A simple way to securely mirror your data to a remote server. This tutorial requires Passwordless SSH in order for it to work without user intervention (ie, cronjob). Please read my Passwordless SSH tutorial before proceeding.
One of the questions I am frequently asked, is What is the best way to backup my server data? As any good sysadmin will tell you, the answer is backup to as many different medium that you can! A
lot of people new to systems administration make the fatal mistake of
believing that any one backup method alone will be good enough. In
time, we all learn that sooner or later, a failure is going to occur
with that single backup solution. Then what do you do? You will
probably start looking for a new job!
Enter rsync.
Rsync is a great utility for performing full or incremental backups.
One simple command can copy a single file, or and entire file system to
wherever you want. But that’s not all! Not only does it copy the data
to a new location, but it also compares the files to see if anything
has changed. This results in saved space, and bandwidth (if mirroring
to a remote system).
The first thing we need to do is make sure that rsync is installed on
the client machine. The client is the system we are backing up. We will
refer to these systems in this tutorial as client & server, for
easier understanding. This does not mean that they can’t both be
servers. On an RPM based system such as RedHat, Fedora, CentOS, or SuSE, simply query the RPM database: rpm -qa | grep rsync
If it returns a result, you’re ready to go. if not, you need to
download and install the rsync package for your distribution of linux.

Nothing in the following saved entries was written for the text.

//! Coordinate assignment: ranks to x, lanes to y, components stacked.

use std::collections::HashMap;

use trellis_graph::{Graph, NodeId};

use crate::{assign_ranks, order_ranks};

/// Geometry knobs for the layout.
///
/// Every node occupies the same logical box; spacing is chosen so boxes
/// never overlap and edges have room to route between ranks.
#[derive(Debug, Clone, PartialEq)]
#[cfg_attr(feature = "serde", derive(serde::Serialize, serde::Deserialize))]
pub struct LayoutConfig {
    /// Logical width of a node box.
    pub node_width: f64,
    /// Logical height of a node box.
    pub node_height: f64,
    /// Horizontal gap between consecutive ranks.
    pub rank_gap: f64,
    /// Vertical gap between lanes within a rank.
    pub lane_gap: f64,
    /// Vertical gap between stacked disconnected components.
    pub component_gap: f64,
    /// Crossing-reduction sweeps; see `order_ranks`.
    pub ordering_passes: usize,
}

impl Default for LayoutConfig {
    fn default() -> Self {
        Self {
            node_width: 350.0,
            node_height: 150.0,
            rank_gap: 120.0,
            lane_gap: 60.0,
            component_gap: 80.0,
            ordering_passes: 4,
        }
    }
}

/// Position of a node's box, as its top-left corner.
///
/// Centers are used internally; emitting the corner means a renderer can
/// attach edges to box borders without re-deriving the box from its
/// center, mirroring what the reference renderer expects.
#[derive(Debug, Clone, Copy, Default, PartialEq)]
#[cfg_attr(feature = "serde", derive(serde::Serialize, serde::Deserialize))]
pub struct LayoutPosition {
    pub x: f64,
    pub y: f64,
}

/// Compute one position per node of `graph`.
///
/// Pure and deterministic: no state survives between calls and identical
/// input (including delivery order) yields identical output. An empty
/// graph yields an empty mapping. The caller is expected to pass a
/// validated graph; edges that do not resolve are ignored rather than
/// laid out.
pub fn layout(graph: &Graph, config: &LayoutConfig) -> HashMap<NodeId, LayoutPosition> {
    let n = graph.nodes.len();
    if n == 0 {
        return HashMap::new();
    }

    let ranking = assign_ranks(graph);
    let orders = order_ranks(graph, &ranking, config.ordering_passes);

    // Lane per node, counted per (component, rank) in final rank order.
    let mut lane = vec![0usize; n];
    let mut lanes_used: HashMap<(usize, u32), usize> = HashMap::new();
    for row in &orders {
        for &v in row {
            let key = (ranking.component[v], ranking.rank[v]);
            let next = lanes_used.entry(key).or_insert(0);
            lane[v] = *next;
            *next += 1;
        }
    }

    // Vertical extent of each component: its deepest lane stack.
    let component_count = ranking.component_count();
    let mut max_lanes = vec![0usize; component_count];
    for (&(component, _), &used) in &lanes_used {
        max_lanes[component] = max_lanes[component].max(used);
    }

    let row_pitch = config.node_height + config.lane_gap;
    let mut offset = vec![0f64; component_count];
    let mut next_offset = 0.0;
    for c in 0..component_count {
        offset[c] = next_offset;
        let height = max_lanes[c] as f64 * row_pitch - config.lane_gap;
        next_offset += height + config.component_gap;
    }

    let col_pitch = config.node_width + config.rank_gap;
    graph
        .nodes
        .iter()
        .enumerate()
        .map(|(v, node)| {
            let position = LayoutPosition {
                x: ranking.rank[v] as f64 * col_pitch,
                y: offset[ranking.component[v]] + lane[v] as f64 * row_pitch,
            };
            (node.id.clone(), position)
        })
        .collect()
}

#[cfg(test)]
mod tests {
    use super::*;
    use trellis_graph::{Edge, Node};

    fn graph(nodes: &[&str], edges: &[(&str, &str, &str)]) -> Graph {
        let mut g = Graph::new();
        for id in nodes {
            g.nodes.push(Node::new(*id, "", "step"));
        }
        for (id, s, t) in edges {
            g.edges.push(Edge::new(*id, *s, *t, ""));
        }
        g
    }

    fn pos<'a>(
        positions: &'a HashMap<NodeId, LayoutPosition>,
        id: &str,
    ) -> &'a LayoutPosition {
        positions
            .get(&NodeId::from(id))
            .unwrap_or_else(|| panic!("no position for {id}"))
    }

    #[test]
    fn empty_graph_empty_mapping() {
        let positions = layout(&Graph::new(), &LayoutConfig::default());
        assert!(positions.is_empty());
    }

    #[test]
    fn one_position_per_node() {
        let g = graph(
            &["a", "b", "c", "lone"],
            &[("e1", "a", "b"), ("e2", "b", "c")],
        );
        let positions = layout(&g, &LayoutConfig::default());
        assert_eq!(positions.len(), 4);
    }

    #[test]
    fn chain_advances_along_x() {
        let config = LayoutConfig::default();
        let g = graph(&["a", "b", "c"], &[("e1", "a", "b"), ("e2", "b", "c")]);
        let positions = layout(&g, &config);

        let pitch = config.node_width + config.rank_gap;
        assert_eq!(pos(&positions, "a").x, 0.0);
        assert_eq!(pos(&positions, "b").x, pitch);
        assert_eq!(pos(&positions, "c").x, 2.0 * pitch);
        // A single chain occupies a single lane.
        assert_eq!(pos(&positions, "a").y, pos(&positions, "c").y);
    }

    #[test]
    fn siblings_get_distinct_lanes() {
        let config = LayoutConfig::default();
        let g = graph(
            &["root", "left", "right"],
            &[("e1", "root", "left"), ("e2", "root", "right")],
        );
        let positions = layout(&g, &config);

        let (left, right) = (pos(&positions, "left"), pos(&positions, "right"));
        assert_eq!(left.x, right.x);
        assert_eq!(
            (left.y - right.y).abs(),
            config.node_height + config.lane_gap
        );
    }

    #[test]
    fn components_stack_without_overlap() {
        let config = LayoutConfig::default();
        let g = graph(
            &["a", "b", "p", "q"],
            &[("e1", "a", "b"), ("e2", "p", "q")],
        );
        let positions = layout(&g, &config);

        // Second component starts below the first one's extent.
        let first_bottom = pos(&positions, "a").y + config.node_height;
        assert!(pos(&positions, "p").y >= first_bottom + config.component_gap);
        assert_eq!(pos(&positions, "p").y, pos(&positions, "q").y);
        // Each component restarts at rank 0.
        assert_eq!(pos(&positions, "p").x, 0.0);
    }

    #[test]
    fn cycle_lays_out_finitely() {
        let g = graph(&["x", "y"], &[("e1", "x", "y"), ("e2", "y", "x")]);
        let config = LayoutConfig::default();
        let positions = layout(&g, &config);

        assert_eq!(pos(&positions, "x").x, 0.0);
        assert_eq!(pos(&positions, "y").x, config.node_width + config.rank_gap);
    }

    #[test]
    fn layout_is_deterministic() {
        let g = graph(
            &["a", "b", "c", "d", "e"],
            &[
                ("e1", "a", "c"),
                ("e2", "b", "c"),
                ("e3", "c", "d"),
                ("e4", "c", "e"),
            ],
        );
        let config = LayoutConfig::default();
        assert_eq!(layout(&g, &config), layout(&g, &config));
    }

    mod properties {
        use super::*;
        use proptest::prelude::*;

        fn arbitrary_graph(
            node_count: usize,
            edge_pairs: &[(usize, usize)],
        ) -> Graph {
            let mut g = Graph::new();
            for i in 0..node_count {
                g.nodes.push(Node::new(format!("n{i}"), "", "step"));
            }
            for (i, (s, t)) in edge_pairs.iter().enumerate() {
                let source = format!("n{}", s % node_count);
                let target = format!("n{}", t % node_count);
                g.edges.push(Edge::new(format!("e{i}"), source, target, ""));
            }
            g
        }

        proptest! {
            /// Totality: any digraph, cyclic or not, gets exactly one
            /// position per node.
            #[test]
            fn assigns_one_position_per_node(
                node_count in 1usize..32,
                edge_pairs in proptest::collection::vec((0usize..64, 0usize..64), 0..96),
            ) {
                let g = arbitrary_graph(node_count, &edge_pairs);
                let positions = layout(&g, &LayoutConfig::default());
                prop_assert_eq!(positions.len(), node_count);
            }

            /// Determinism: unchanged input, unchanged output.
            #[test]
            fn repeated_layout_is_identical(
                node_count in 1usize..32,
                edge_pairs in proptest::collection::vec((0usize..64, 0usize..64), 0..96),
            ) {
                let g = arbitrary_graph(node_count, &edge_pairs);
                let config = LayoutConfig::default();
                prop_assert_eq!(layout(&g, &config), layout(&g, &config));
            }
        }
    }
}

Next, we need to locate the rsync binary. In most cases it will be in
your path already, but when scheduling jobs, or writing scripts, I
usually put the full path to binaries just to be safe. Type which rsync and it should return something like /usr/bin/rsync
if it doesn’t find it, and you made sure that the package was
installed, then it is not in your path. You will need to search for
this using either locate or find.
It is important to remember that trailing slashes do matter!
Unlike the cp command, rsync uses trailing slashes to decide how data
is mirrored. A trailing slash on the source directory means that you
will copy only the files within the source directory. For example let’s
say you have a directory called /stuff which contains 2 files file1
& file2:
rsync -avz /stuff/ -e ssh username@server:/backup/dir/
Will produce /backup/dir/file1 & /backup/dir/file2
Now take the same command, and remove that trailing slash on /stuff:
rsync -avz /stuff -e ssh username@server:/backup/dir/
Will produce /backup/dir/stuff/file1& /backup/dir/stuff/file2
Now for the actual commands! Rsync has many options, and I strongly suggest you read the man page (man rsync) to learn more. For this tutorial, we will use -a, -v, -z,–delete, -exclude, & -e.
-a = Archive mode. It is equal to using -rlptgoD (man rsync)
-v = Verbose
-z = Compression. This compresses all data before sending it using the same compression method as gzip.
–delete = Delete files on the server that don’t exist on the client
-exclude = Exactly what is says. Excludes a file or pattern
-e = Choose remote shell. We use this to specify SSH
Backup the entire server (deleting missing files, and excluding the proc filesystem):
rsync -avz –delete –exclude=/proc / -e ssh username@server:/backup/dir/
Backup a single folder/filesystem (deleting missing files):
rsync -avz –delete /etc -e ssh username@server:/backup/dir/
Making sense? Good! Now lets automate this sucker.
crontab -e
07 03 * * * /usr/bin/rsync -avz –delete /etc -e ssh username@server:/backup/dir/ > /dev/null 2>&1
Setting up cron is beyond the scope of this tutorial, but a quick rundown of this is:
Mirror /etc to our remote server in /backup/dir/ every night at 3:07am.
Once you get the basics down, It’s easy to make a solid backup
solution. I like to rsync to a 2nd hard drive on my system, then rsync
that to a remote server. This gives me an extra level of protection, in
case my server blows up, or one of the bad guys get in and wipe out my
data. Another cool thing to do, is use hard links (man ln) with
rsync, then setup a rotation schedule say daily for a week. This gives
you 7 full backups, but only uses the space of 1 full backup plus
whatever incremental changes happen over the week. The advantage versus
normal incremental backups, is that it appears as a full backup
everyday. So if you need to restore from say Friday, you don’t have to
restore Sunday first. Just copy the Friday backup.